Thursday, May 13, 2010

Portland, Maine

What is it about certain smells, feelings, names, and places that can evoke so many memories?  The brain makes connections based on senses and it seems that some memories are just waiting for a trigger to bring them back to our conscious thoughts.  I went to Portland to see my mom over this Mother's Day for a long weekend.  On the first morning, I went for a 5-mile jog from the East End to the West End of Portland and back.  Jogging up the hill on the East side, I remembered sailing in Casco Bay with my college team mates and our coach, and then instructing sailing for a summer. I remember that whole summer I refused to shave my legs because I was trying out being "natural." Thank goodness that didn't last too long. Jogging down Congress Street, I saw Zarra's Cafe was still there, and I remembered my college friend Ruthy introducing me to Zarra the first week he opened his Cafe about 7 years ago. I ran past the library, and the Longfellow Garden where my friends John & Jess got married. I ran past the Dunkin' Donuts and Portland Hall, places where I would go with my American and Japanese roommates during the Rissho Program. As I jogged past these places, I just saw them for a few seconds, but faces, feelings and the memories of doing these everyday activities came rushing back just from the blueprint of the place in my mind, like a visual combination that opens up a lock on the "memory" safe. Well, I also ran by the Dominican corner store that opened up shortly after I broke up with my Dominican boyfriend, who I lived with (along with his little brother) for a year or so in the back of that big blue apartment building on Park St. in front of Deering Oaks Park.

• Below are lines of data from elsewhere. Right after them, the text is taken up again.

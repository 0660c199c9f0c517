//! CLI argument definitions for the pkgforge orchestrator.
//!
//! This module defines the command-line interface using clap. It is separated
//! from the main entrypoint to keep the binary small and focused on
//! orchestration.

use camino::Utf8PathBuf;
use clap::Parser;

/// Build and install third-party packages from a manifest.
#[derive(Parser, Debug)]
#[command(name = "pkgforge")]
#[command(version, about)]
#[command(long_about = concat!(
    "Build and install third-party packages from a manifest.\n\n",
    "pkgforge reads a TOML manifest of package descriptions, downloads the ",
    "source archives into a cache, extracts them, runs each package's ",
    "configure/make/install sequence, deploys configuration files, runs ",
    "pre- and post-install scripts, and verifies the installation.\n\n",
    "Every stage is idempotent: re-running a manifest only performs the work ",
    "that is still missing. Point --host at a remote machine to perform every ",
    "step there over SSH instead of locally.",
))]
#[command(after_help = concat!(
    "DIRECTORY LAYOUT (beneath the project root):\n",
    "  externals/src_repo    downloaded archives\n",
    "  externals/src         extracted sources\n",
    "  externals/build       out-of-tree builds\n",
    "  externals/install     installed packages, one directory per package\n\n",
    "EXAMPLES:\n",
    "  Install everything in a manifest locally:\n",
    "    $ pkgforge packages.toml --project-root /work/project\n\n",
    "  Use the PROJECT_ROOT environment variable instead of the flag:\n",
    "    $ PROJECT_ROOT=/work/project pkgforge packages.toml\n\n",
    "  Install onto a remote host:\n",
    "    $ pkgforge packages.toml --host build02 --user ci --password secret\n",
))]
pub struct Cli {
    /// Path to the package manifest.
    #[arg(value_name = "MANIFEST")]
    pub manifest: Utf8PathBuf,

    /// Project root directory [default: the PROJECT_ROOT environment variable].
    #[arg(long, value_name = "DIR")]
    pub project_root: Option<Utf8PathBuf>,

    /// Host to install onto; localhost/127.0.0.1 means this machine.
    #[arg(long, value_name = "HOST", default_value = "localhost")]
    pub host: String,

    /// SSH port for remote hosts.
    #[arg(long, value_name = "PORT", default_value_t = 22)]
    pub port: u16,

    /// SSH user name (required for remote hosts).
    #[arg(long, value_name = "NAME")]
    pub user: Option<String>,

    /// SSH password (required for remote hosts).
    #[arg(long, value_name = "PASSWORD")]
    pub password: Option<String>,

    /// Increase log verbosity (repeatable: -v, -vv).
    #[arg(
        short,
        long = "verbose",
        action = clap::ArgAction::Count,
        conflicts_with = "quiet"
    )]
    pub verbosity: u8,

    /// Suppress progress output (errors still shown).
    #[arg(short, long, conflicts_with = "verbosity")]
    pub quiet: bool,
}
//! Recursive `$TOKEN` substitution over loosely-typed configuration values.
//!
//! Package descriptions and script/config-file templates may reference
//! package-scoped variables (`$PACKAGE_INSTALL_DIR` and friends) and process
//! environment variables. Substitution is literal substring replacement of
//! `$NAME` — no braces, no escaping, and substituted text is never expanded
//! again. Values form a closed tree ([`Value`]); anything outside that set is
//! rejected when the tree is built, not when it is walked.

use crate::error::{InstallError, Result};
use std::collections::BTreeMap;

/// A loosely-typed configuration value.
#[derive(Debug, Clone, PartialEq)]
pub enum Value {
    /// A string leaf; the only shape substitution rewrites.
    Str(String),
    /// An integer leaf, passed through untouched.
    Int(i64),
    /// A boolean leaf, passed through untouched.
    Bool(bool),
    /// An ordered list of values.
    List(Vec<Value>),
    /// A string-keyed map of values.
    Map(BTreeMap<String, Value>),
}

impl Value {
    /// Converts a TOML value into the closed [`Value`] set.
    ///
    /// # Errors
    ///
    /// Returns [`InstallError::UnsupportedValue`] for floats, datetimes, or
    /// any other tag outside string/integer/boolean/array/table.
    pub fn from_toml(value: toml::Value) -> Result<Self> {
        match value {
            toml::Value::String(s) => Ok(Self::Str(s)),
            toml::Value::Integer(i) => Ok(Self::Int(i)),
            toml::Value::Boolean(b) => Ok(Self::Bool(b)),
            toml::Value::Array(items) => Ok(Self::List(
                items
                    .into_iter()
                    .map(Self::from_toml)
                    .collect::<Result<Vec<_>>>()?,
            )),
            toml::Value::Table(table) => Ok(Self::Map(
                table
                    .into_iter()
                    .map(|(key, value)| Ok((key, Self::from_toml(value)?)))
                    .collect::<Result<BTreeMap<_, _>>>()?,
            )),
            toml::Value::Float(_) => Err(InstallError::UnsupportedValue { kind: "float" }),
            toml::Value::Datetime(_) => Err(InstallError::UnsupportedValue { kind: "datetime" }),
        }
    }
}

/// A named set of `$TOKEN` bindings applied in order.
pub type Bindings = Vec<(String, String)>;

/// Snapshot of the process environment as substitution bindings.
#[must_use]
pub fn env_bindings() -> Bindings {
    std::env::vars().collect()
}

/// Replaces every `$NAME` occurrence in `text` for each binding in order.
///
/// # Examples
///
/// ```
/// use pkgforge::substitute::substitute_text;
///
/// let bindings = vec![("PACKAGE_INSTALL_DIR".to_owned(), "/opt/zlib".to_owned())];
/// assert_eq!(
///     substitute_text("--with-lib=$PACKAGE_INSTALL_DIR/lib", &bindings),
///     "--with-lib=/opt/zlib/lib"
/// );
/// ```
#[must_use]
pub fn substitute_text(text: &str, bindings: &Bindings) -> String {
    let mut result = text.to_owned();
    for (name, value) in bindings {
        let token = format!("${name}");
        result = result.replace(&token, value);
    }
    result
}

/// Rewrites every string leaf of `value`, preserving the tree shape.
#[must_use]
pub fn substitute_value(value: Value, bindings: &Bindings) -> Value {
    match value {
        Value::Str(s) => Value::Str(substitute_text(&s, bindings)),
        Value::Int(_) | Value::Bool(_) => value,
        Value::List(items) => Value::List(
            items
                .into_iter()
                .map(|item| substitute_value(item, bindings))
                .collect(),
        ),
        Value::Map(entries) => Value::Map(
            entries
                .into_iter()
                .map(|(key, entry)| (key, substitute_value(entry, bindings)))
                .collect(),
        ),
    }
}

/// Applies the two standard passes — package variables, then the process
/// environment — to a single string.
#[must_use]
pub fn resolve_text(text: &str, package_vars: &Bindings) -> String {
    let once = substitute_text(text, package_vars);
    substitute_text(&once, &env_bindings())
}

/// Applies both passes to every string in a list.
#[must_use]
pub fn resolve_strings(items: Vec<String>, package_vars: &Bindings) -> Vec<String> {
    let env = env_bindings();
    items
        .into_iter()
        .map(|item| {
            let once = substitute_text(&item, package_vars);
            substitute_text(&once, &env)
        })
        .collect()
}

/// Applies both passes to every string in a list of pairs.
#[must_use]
pub fn resolve_pairs(
    items: Vec<(String, String)>,
    package_vars: &Bindings,
) -> Vec<(String, String)> {
    items
        .into_iter()
        .map(|(first, second)| {
            (
                resolve_text(&first, package_vars),
                resolve_text(&second, package_vars),
            )
        })
        .collect()
}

I ran by there, too, and realized I had forgotten that the apartment where I lived before was right next door - my first place living with roommates.  They were both musicians, Alison and Nick.  I remember the last time I went up to Portland I ran into him. It was about 6 years after we had been roommates, but instantly we recognized each other.  Each time I go up to Portland, which is at least a few times a year, I'm always amazed at all the changes. There's more development on the Old Port and there's always new restaurants or different stores. But, I can see the old Portland in my memories wont go away. The only places, people and things that stay the same are in our memories. As a phrase I like says, "The only constant is change."